● **Task requirements**
Could you retype, exactly as written, every line from the top of the records through the line that contains "cache directory, once."?

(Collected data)
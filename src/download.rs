use std::{
    fs::{create_dir_all, File},
    io::Write,
    path::PathBuf,
};

use burn::data::network::downloader;

/// Download a checkpoint into the local cache directory, once.
pub(crate) fn download(url: &str) -> Result<PathBuf, std::io::Error> {
    let cache_dir = dirs::cache_dir()
        .or_else(|| dirs::home_dir().map(|home| home.join(".cache")))
        .ok_or_else(|| {
            std::io::Error::new(
                std::io::ErrorKind::NotFound,
                "no cache or home directory to store checkpoints in",
            )
        })?
        .join("unet3d-burn");

    if !cache_dir.exists() {
        create_dir_all(&cache_dir)?;
    }

    let file_base_name = url.rsplit_once('/').map_or(url, |(_, name)| name);
    let file_name = cache_dir.join(file_base_name);
    if !file_name.exists() {
        tracing::info!(url, path = %file_name.display(), "downloading checkpoint");
        let bytes = downloader::download_file_as_bytes(url, file_base_name);

        let mut output_file = File::create(&file_name)?;
        let bytes_written = output_file.write(&bytes)?;

        if bytes_written != bytes.len() {
            return Err(std::io::Error::new(
                std::io::ErrorKind::InvalidData,
                "failed to write the whole checkpoint file",
            ));
        }
    }

    Ok(file_name)
}
use burn::{
    module::Ignored,
    nn::conv::{ConvTranspose3d, ConvTranspose3dConfig},
    prelude::*,
};

use crate::{
    checkpoint::{child, ParameterShapes},
    error::{ConfigurationError, ShapeMismatchError},
    layer::{DoubleConv, DoubleConvConfig, LayerOrder},
    sampling::{resize_nearest3d, spatial_dims},
};

/// How a decoder stage brings the deeper feature map up to the skip resolution.
#[derive(Debug, Clone, Copy, PartialEq, Eq, serde::Serialize, serde::Deserialize)]
pub enum Upsampling {
    /// Nearest-neighbour resize to the skip feature's size.
    Nearest,
    /// Learned ConvTranspose3d with stride equal to the scale factor.
    Transposed,
}

/// Upsampling, concatenation with the matching encoder feature and a
/// channel-reducing [`DoubleConv`].
#[derive(Module, Debug)]
pub struct DecoderStage<B: Backend> {
    upsample: Option<ConvTranspose3d<B>>,
    double_conv: DoubleConv<B>,
    index: usize,
    upsampling: Ignored<Upsampling>,
}

impl<B: Backend> DecoderStage<B> {
    /// Combine `skip` (encoder side) with `x` (the deeper decoder input).
    pub fn forward(&self, skip: Tensor<B, 5>, x: Tensor<B, 5>) -> Result<Tensor<B, 5>, ShapeMismatchError> {
        let target = spatial_dims(&skip);

        let x = match &self.upsample {
            Some(upsample) => {
                let expected = upsample.weight.dims()[0];
                let actual = x.dims()[1];
                if expected != actual {
                    return Err(ShapeMismatchError::channels(self.name(), expected, actual));
                }
                upsample.forward(x)
            }
            None => resize_nearest3d(x, target),
        };

        let upsampled = spatial_dims(&x);
        if upsampled != target {
            return Err(ShapeMismatchError::spatial(self.name(), target, upsampled));
        }

        let x = Tensor::cat(vec![skip, x], 1);
        let expected = self.double_conv.in_channels();
        let actual = x.dims()[1];
        if expected != actual {
            return Err(ShapeMismatchError::channels(self.name(), expected, actual));
        }

        Ok(self.double_conv.forward(x))
    }

    pub fn upsampling(&self) -> Upsampling {
        self.upsampling.0
    }

    pub fn block(&self) -> &DoubleConv<B> {
        &self.double_conv
    }

    pub fn out_channels(&self) -> usize {
        self.double_conv.out_channels()
    }

    fn name(&self) -> String {
        format!("decoder stage {}", self.index)
    }
}

impl<B: Backend> ParameterShapes for DecoderStage<B> {
    fn parameter_shapes(&self, prefix: &str, out: &mut Vec<(String, Vec<usize>)>) {
        if let Some(upsample) = &self.upsample {
            upsample.parameter_shapes(&child(prefix, "upsample"), out);
        }
        self.double_conv
            .parameter_shapes(&child(prefix, "double_conv"), out);
    }
}

#[derive(Config, Debug)]
pub struct DecoderStageConfig {
    /// Channels after concatenation: skip plus upsampled.
    in_channels: usize,
    skip_channels: usize,
    out_channels: usize,
    order: LayerOrder,
    num_groups: usize,
    #[config(default = "Upsampling::Nearest")]
    upsampling: Upsampling,
    #[config(default = "[2, 2, 2]")]
    scale_factor: [usize; 3],
    #[config(default = 0)]
    index: usize,
}

impl DecoderStageConfig {
    pub fn init<B: Backend>(&self, device: &B::Device) -> Result<DecoderStage<B>, ConfigurationError> {
        let upsampled_channels = self.in_channels.saturating_sub(self.skip_channels);
        if upsampled_channels == 0 {
            return Err(ConfigurationError::Zero {
                what: "upsampled channel count",
            });
        }

        let upsample = match self.upsampling {
            Upsampling::Nearest => None,
            // (D - 1) * stride - 2 * padding + kernel + output_padding, i.e. exactly
            // 2 * D for a 2x2x2 unpadded pooling.
            Upsampling::Transposed => Some(
                ConvTranspose3dConfig::new([upsampled_channels, upsampled_channels], [3, 3, 3])
                    .with_stride(self.scale_factor)
                    .with_padding([1, 1, 1])
                    .with_padding_out([1, 1, 1])
                    .init(device),
            ),
        };

        let block = DoubleConvConfig::new(
            self.in_channels,
            self.out_channels,
            self.order.clone(),
            self.num_groups,
        );
        tracing::debug!(
            index = self.index,
            skip_channels = self.skip_channels,
            plan = ?block.plan(),
            upsampling = ?self.upsampling,
            "decoder stage"
        );

        Ok(DecoderStage {
            upsample,
            double_conv: block.init(device)?,
            index: self.index,
            upsampling: Ignored(self.upsampling),
        })
    }
}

● **Answer space**
filename src/download.rs
use std::{
    fs::{create_dir_all, File},
    io::Write,
    path::PathBuf,
};

use burn::data::network::downloader;

/// Download a checkpoint into the local cache directory, once.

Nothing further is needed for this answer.